┌─ DATA LISTING

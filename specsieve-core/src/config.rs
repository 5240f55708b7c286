use anyhow::Result;
use serde::{Deserialize, Serialize};
use std::path::PathBuf;
use tracing::warn;

// Default value functions for serde
fn default_true() -> bool {
    true
}

fn default_dpi() -> u32 {
    300
}

fn default_ocr_threshold() -> f32 {
    0.7
}

fn default_row_tolerance() -> f32 {
    5.0
}

fn default_column_gap_floor() -> f32 {
    20.0
}

fn default_column_gap_multiplier() -> f32 {
    1.5
}

fn default_workers() -> usize {
    std::thread::available_parallelism()
        .map(|n| n.get())
        .unwrap_or(4)
}

fn default_max_concurrent_renders() -> usize {
    2
}

fn default_caption_patterns() -> Vec<String> {
    vec![
        r"(?i)\bfig(?:ure)?\.?\s*\d+".to_string(), // Figure 3, Fig. 3
        r"(?i)\btable\s+\d+".to_string(),
        r"(?i)\bdiagram\s+\d+".to_string(),
        r"(?i)\bchart\s+\d+".to_string(),
    ]
}

fn default_ocr_language() -> String {
    "eng".to_string()
}

fn default_min_table_rows() -> usize {
    2
}

fn default_min_table_cols() -> usize {
    2
}

fn default_model() -> String {
    "llama3.1".to_string()
}

fn default_base_url() -> String {
    "http://localhost:11434".to_string()
}

fn default_seed() -> u64 {
    42
}

fn default_timeout_secs() -> u64 {
    120
}

fn default_cache_path() -> PathBuf {
    PathBuf::from("data/llm_cache.db")
}

fn default_alpha() -> f32 {
    0.5
}

fn default_top_k() -> usize {
    5
}

fn default_rrf_k() -> f32 {
    60.0
}

fn default_bm25_k1() -> f32 {
    1.5
}

fn default_bm25_b() -> f32 {
    0.75
}

fn default_embedding_dimension() -> usize {
    384
}

fn default_embedding_model() -> String {
    "nomic-embed-text".to_string()
}

fn default_data_dir() -> PathBuf {
    PathBuf::from("data")
}

fn default_corrections_dir() -> PathBuf {
    PathBuf::from("data/corrections")
}

/// Top-level configuration, loaded from YAML.
/// Every field has a default, so partial files are fine.
#[derive(Debug, Clone, Default, Serialize, Deserialize)]
pub struct SpecsieveConfig {
    #[serde(default)]
    pub extraction: ExtractionConfig,
    #[serde(default)]
    pub generation: GenerationConfig,
    #[serde(default)]
    pub retrieval: RetrievalConfig,
    #[serde(default)]
    pub paths: PathsConfig,
}

#[derive(Debug, Clone, Serialize, Deserialize)]
pub struct ExtractionConfig {
    /// Render resolution for OCR regions
    #[serde(default = "default_dpi")]
    pub dpi: u32,
    /// Minimum mean token confidence for an OCR result to be stored (0.0-1.0)
    #[serde(default = "default_ocr_threshold")]
    pub ocr_confidence_threshold: f32,
    /// Vertical tolerance in points for grouping spans into table rows
    #[serde(default = "default_row_tolerance")]
    pub row_tolerance: f32,
    /// Smallest horizontal gap in points that may separate two columns
    #[serde(default = "default_column_gap_floor")]
    pub column_gap_floor: f32,
    /// A gap wider than this multiple of the average gap starts a new column
    #[serde(default = "default_column_gap_multiplier")]
    pub column_gap_multiplier: f32,
    #[serde(default = "default_min_table_rows")]
    pub min_table_rows: usize,
    #[serde(default = "default_min_table_cols")]
    pub min_table_cols: usize,
    /// Whether to run the free-text table sweep at all
    #[serde(default = "default_true")]
    pub table_sweep: bool,
    /// Pages extracted in parallel
    #[serde(default = "default_workers")]
    pub workers: usize,
    /// Upper bound on bitmaps rendered at the same time, across all pages
    #[serde(default = "default_max_concurrent_renders")]
    pub max_concurrent_renders: usize,
    /// Regexes marking a text block as a figure/table caption
    #[serde(default = "default_caption_patterns")]
    pub caption_patterns: Vec<String>,
    #[serde(default = "default_ocr_language")]
    pub ocr_language: String,
}

impl Default for ExtractionConfig {
    fn default() -> Self {
        Self {
            dpi: default_dpi(),
            ocr_confidence_threshold: default_ocr_threshold(),
            row_tolerance: default_row_tolerance(),
            column_gap_floor: default_column_gap_floor(),
            column_gap_multiplier: default_column_gap_multiplier(),
            min_table_rows: default_min_table_rows(),
            min_table_cols: default_min_table_cols(),
            table_sweep: true,
            workers: default_workers(),
            max_concurrent_renders: default_max_concurrent_renders(),
            caption_patterns: default_caption_patterns(),
            ocr_language: default_ocr_language(),
        }
    }
}

#[derive(Debug, Clone, Serialize, Deserialize)]
#[serde(default)]
pub struct RateLimitConfig {
    /// Only remote providers are ever throttled
    pub enabled: bool,
    pub capacity: u32,
    pub refill_per_sec: f64,
    /// How long a caller may block waiting for a token
    pub acquire_timeout_secs: u64,
}

impl Default for RateLimitConfig {
    fn default() -> Self {
        Self {
            enabled: true,
            capacity: 10,
            refill_per_sec: 1.0,
            acquire_timeout_secs: 30,
        }
    }
}

#[derive(Debug, Clone, Copy, Default, PartialEq, Eq, Serialize, Deserialize)]
#[serde(rename_all = "lowercase")]
pub enum GenerationProvider {
    /// Local Ollama server
    #[default]
    Ollama,
    /// Hosted OpenAI-compatible chat completions API
    OpenAi,
}

impl GenerationProvider {
    pub fn is_remote(self) -> bool {
        matches!(self, Self::OpenAi)
    }
}

fn default_api_key_env() -> String {
    "OPENAI_API_KEY".to_string()
}

fn default_max_tokens() -> u32 {
    4000
}

#[derive(Debug, Clone, Serialize, Deserialize)]
pub struct GenerationConfig {
    #[serde(default)]
    pub provider: GenerationProvider,
    #[serde(default = "default_model")]
    pub model: String,
    #[serde(default = "default_base_url")]
    pub base_url: String,
    /// Sampling is pinned so identical prompts stay response-stable
    #[serde(default)]
    pub temperature: f32,
    #[serde(default = "default_seed")]
    pub seed: u64,
    #[serde(default = "default_timeout_secs")]
    pub timeout_secs: u64,
    /// Environment variable holding the remote provider's API key
    #[serde(default = "default_api_key_env")]
    pub api_key_env: String,
    #[serde(default = "default_max_tokens")]
    pub max_tokens: u32,
    #[serde(default)]
    pub rate_limit: RateLimitConfig,
    /// Let best-effort callers generate directly when the cache store is down
    #[serde(default)]
    pub allow_uncached_fallback: bool,
    #[serde(default = "default_cache_path")]
    pub cache_path: PathBuf,
}

impl Default for GenerationConfig {
    fn default() -> Self {
        Self {
            provider: GenerationProvider::default(),
            model: default_model(),
            base_url: default_base_url(),
            temperature: 0.0,
            seed: default_seed(),
            timeout_secs: default_timeout_secs(),
            api_key_env: default_api_key_env(),
            max_tokens: default_max_tokens(),
            rate_limit: RateLimitConfig::default(),
            allow_uncached_fallback: false,
            cache_path: default_cache_path(),
        }
    }
}

#[derive(Debug, Clone, Copy, PartialEq, Eq, Serialize, Deserialize)]
#[serde(rename_all = "lowercase")]
pub enum EmbedderKind {
    /// Offline feature-hashing embedder
    Hashing,
    /// Embeddings endpoint of the generation service
    Ollama,
}

#[derive(Debug, Clone, Serialize, Deserialize)]
pub struct RetrievalConfig {
    /// Weight of the semantic ranking in hybrid fusion (0.0-1.0)
    #[serde(default = "default_alpha")]
    pub alpha: f32,
    #[serde(default = "default_top_k")]
    pub top_k: usize,
    /// Reciprocal-rank-fusion damping constant
    #[serde(default = "default_rrf_k")]
    pub rrf_k: f32,
    #[serde(default = "default_bm25_k1")]
    pub bm25_k1: f32,
    #[serde(default = "default_bm25_b")]
    pub bm25_b: f32,
    #[serde(default = "default_embedder")]
    pub embedder: EmbedderKind,
    #[serde(default = "default_embedding_model")]
    pub embedding_model: String,
    #[serde(default = "default_embedding_dimension")]
    pub embedding_dimension: usize,
}

fn default_embedder() -> EmbedderKind {
    EmbedderKind::Hashing
}

impl Default for RetrievalConfig {
    fn default() -> Self {
        Self {
            alpha: default_alpha(),
            top_k: default_top_k(),
            rrf_k: default_rrf_k(),
            bm25_k1: default_bm25_k1(),
            bm25_b: default_bm25_b(),
            embedder: default_embedder(),
            embedding_model: default_embedding_model(),
            embedding_dimension: default_embedding_dimension(),
        }
    }
}

#[derive(Debug, Clone, Serialize, Deserialize)]
pub struct PathsConfig {
    /// Artifacts, derived outputs, registry and indices live under here
    #[serde(default = "default_data_dir")]
    pub data_dir: PathBuf,
    #[serde(default = "default_corrections_dir")]
    pub corrections_dir: PathBuf,
}

impl Default for PathsConfig {
    fn default() -> Self {
        Self {
            data_dir: default_data_dir(),
            corrections_dir: default_corrections_dir(),
        }
    }
}

impl PathsConfig {
    pub fn artifacts_dir(&self) -> PathBuf {
        self.data_dir.join("artifacts")
    }

    pub fn derived_dir(&self, device_id: &str) -> PathBuf {
        self.data_dir.join("derived").join(device_id)
    }

    pub fn registry_path(&self) -> PathBuf {
        self.data_dir.join("registry.yaml")
    }

    pub fn scope_config_path(&self) -> PathBuf {
        self.corrections_dir.join("scope_config.yaml")
    }
}

impl SpecsieveConfig {
    /// Load config from file path
    pub fn load_from_file(path: &str) -> Result<Self> {
        let content = std::fs::read_to_string(path)?;
        let config: SpecsieveConfig = serde_yaml::from_str(&content)?;
        Ok(config)
    }

    /// Load config with fallback to default
    pub fn load_with_fallback(path: Option<&str>) -> Self {
        match path {
            Some(p) => Self::load_from_file(p).unwrap_or_else(|e| {
                warn!(path = p, error = %e, "Failed to load config, using defaults");
                Self::default()
            }),
            None => Self::default(),
        }
    }
}
//! Cache-gated generation.
//!
//! | stored entry | verified_only | result |
//! |---|---|---|
//! | none | any | generate, store unverified, MISS |
//! | unverified | false | HIT with the unverified text |
//! | unverified | true | MISS; fresh text is generated, the entry is kept |
//! | verified | any | HIT with corrected-or-original text, never generates |
//!
//! Every hit on an existing entry bumps `hit_count`, including the
//! unverified-treated-as-miss case.

use super::cache::{prompt_hash, CacheEntry, CacheStats, CacheStore};
use super::client::GenerationClient;
use super::rate_limit::RateLimiter;
use crate::error::CacheError;
use serde::{Deserialize, Serialize};
use std::sync::Arc;
use tracing::{debug, warn};

#[derive(Debug, Clone, Copy, PartialEq, Eq, Serialize, Deserialize)]
#[serde(rename_all = "lowercase")]
pub enum CacheStatus {
    Hit,
    Miss,
}

#[derive(Debug, Clone, PartialEq, Serialize, Deserialize)]
pub struct CacheOutcome {
    pub text: String,
    pub status: CacheStatus,
    pub verified: bool,
    pub prompt_hash: String,
    /// False when the store was down and the text came straight from the
    /// generation service
    pub cached: bool,
}

/// Optional context stored alongside a new entry
#[derive(Debug, Clone, Default)]
pub struct LookupContext {
    pub device_id: Option<String>,
    pub message_type: Option<String>,
}

pub struct CachedGenerator {
    store: Arc<dyn CacheStore>,
    client: Arc<dyn GenerationClient>,
    limiter: Box<dyn RateLimiter>,
    allow_uncached_fallback: bool,
}

impl CachedGenerator {
    pub fn new(
        store: Arc<dyn CacheStore>,
        client: Arc<dyn GenerationClient>,
        limiter: Box<dyn RateLimiter>,
    ) -> Self {
        Self {
            store,
            client,
            limiter,
            allow_uncached_fallback: false,
        }
    }

    /// Let best-effort lookups generate directly when the store is down
    pub fn with_uncached_fallback(mut self, allow: bool) -> Self {
        self.allow_uncached_fallback = allow;
        self
    }

    pub fn store(&self) -> &dyn CacheStore {
        self.store.as_ref()
    }

    pub fn lookup(&self, model: &str, prompt: &str, verified_only: bool) -> Result<CacheOutcome, CacheError> {
        self.lookup_with_context(model, prompt, verified_only, &LookupContext::default())
    }

    pub fn lookup_with_context(
        &self,
        model: &str,
        prompt: &str,
        verified_only: bool,
        context: &LookupContext,
    ) -> Result<CacheOutcome, CacheError> {
        let hash = prompt_hash(model, prompt);

        let existing = match self.store.get(&hash) {
            Ok(existing) => existing,
            Err(e) => return self.uncached(e, model, prompt, hash, verified_only),
        };

        let Some(entry) = existing else {
            debug!(hash = %short(&hash), model, "Cache miss");
            let text = self.generate(model, prompt)?;
            let entry = CacheEntry::unverified(model, prompt, text.clone())
                .with_context(context.device_id.clone(), context.message_type.clone());
            match self.store.insert_if_absent(&entry) {
                Ok(true) => {}
                Ok(false) => debug!(hash = %short(&hash), "Entry inserted concurrently, keeping the first"),
                Err(e) => {
                    if verified_only || !self.allow_uncached_fallback {
                        return Err(e);
                    }
                    warn!(error = %e, "Could not store generated response");
                    return Ok(CacheOutcome {
                        text,
                        status: CacheStatus::Miss,
                        verified: false,
                        prompt_hash: hash,
                        cached: false,
                    });
                }
            }
            return Ok(CacheOutcome {
                text,
                status: CacheStatus::Miss,
                verified: false,
                prompt_hash: hash,
                cached: true,
            });
        };

        if let Err(e) = self.store.record_hit(&hash) {
            return self.uncached(e, model, prompt, hash, verified_only);
        }

        if entry.is_verified {
            debug!(hash = %short(&hash), "Cache hit (verified)");
            return Ok(CacheOutcome {
                text: entry.response().to_string(),
                status: CacheStatus::Hit,
                verified: true,
                prompt_hash: hash,
                cached: true,
            });
        }

        if verified_only {
            debug!(hash = %short(&hash), "Unverified entry refused for verified-only lookup");
            let text = self.generate(model, prompt)?;
            return Ok(CacheOutcome {
                text,
                status: CacheStatus::Miss,
                verified: false,
                prompt_hash: hash,
                cached: true,
            });
        }

        debug!(hash = %short(&hash), "Cache hit (unverified)");
        Ok(CacheOutcome {
            text: entry.original_response,
            status: CacheStatus::Hit,
            verified: false,
            prompt_hash: hash,
            cached: true,
        })
    }

    /// Human review: the single false → true transition for an entry
    pub fn verify(&self, hash: &str, corrected: Option<&str>) -> Result<CacheEntry, CacheError> {
        let entry = self.store.mark_verified(hash, corrected)?;
        debug!(hash = %short(hash), corrected = corrected.is_some(), "Cache entry verified");
        Ok(entry)
    }

    pub fn stats(&self) -> Result<CacheStats, CacheError> {
        self.store.stats()
    }

    pub fn pending_review(&self, limit: usize) -> Result<Vec<CacheEntry>, CacheError> {
        self.store.pending_review(limit)
    }

    fn generate(&self, model: &str, prompt: &str) -> Result<String, CacheError> {
        self.limiter.acquire()?;
        self.client.generate(model, prompt)
    }

    /// The store failed. Verified-only callers must not proceed.
    fn uncached(
        &self,
        error: CacheError,
        model: &str,
        prompt: &str,
        hash: String,
        verified_only: bool,
    ) -> Result<CacheOutcome, CacheError> {
        if verified_only || !self.allow_uncached_fallback {
            return Err(error);
        }
        warn!(error = %error, "Cache store unavailable, generating without cache");
        let text = self.generate(model, prompt)?;
        Ok(CacheOutcome {
            text,
            status: CacheStatus::Miss,
            verified: false,
            prompt_hash: hash,
            cached: false,
        })
    }
}

fn short(hash: &str) -> &str {
    &hash[..hash.len().min(8)]
}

└─

=== REQUIRED WORK ===
Look through the entries above. Copy out every line holding the word "super".

=== PROBLEM SOLUTION ===
use super::cache::{prompt_hash, CacheEntry, CacheStats, CacheStore};
use super::client::GenerationClient;
use super::rate_limit::RateLimiter;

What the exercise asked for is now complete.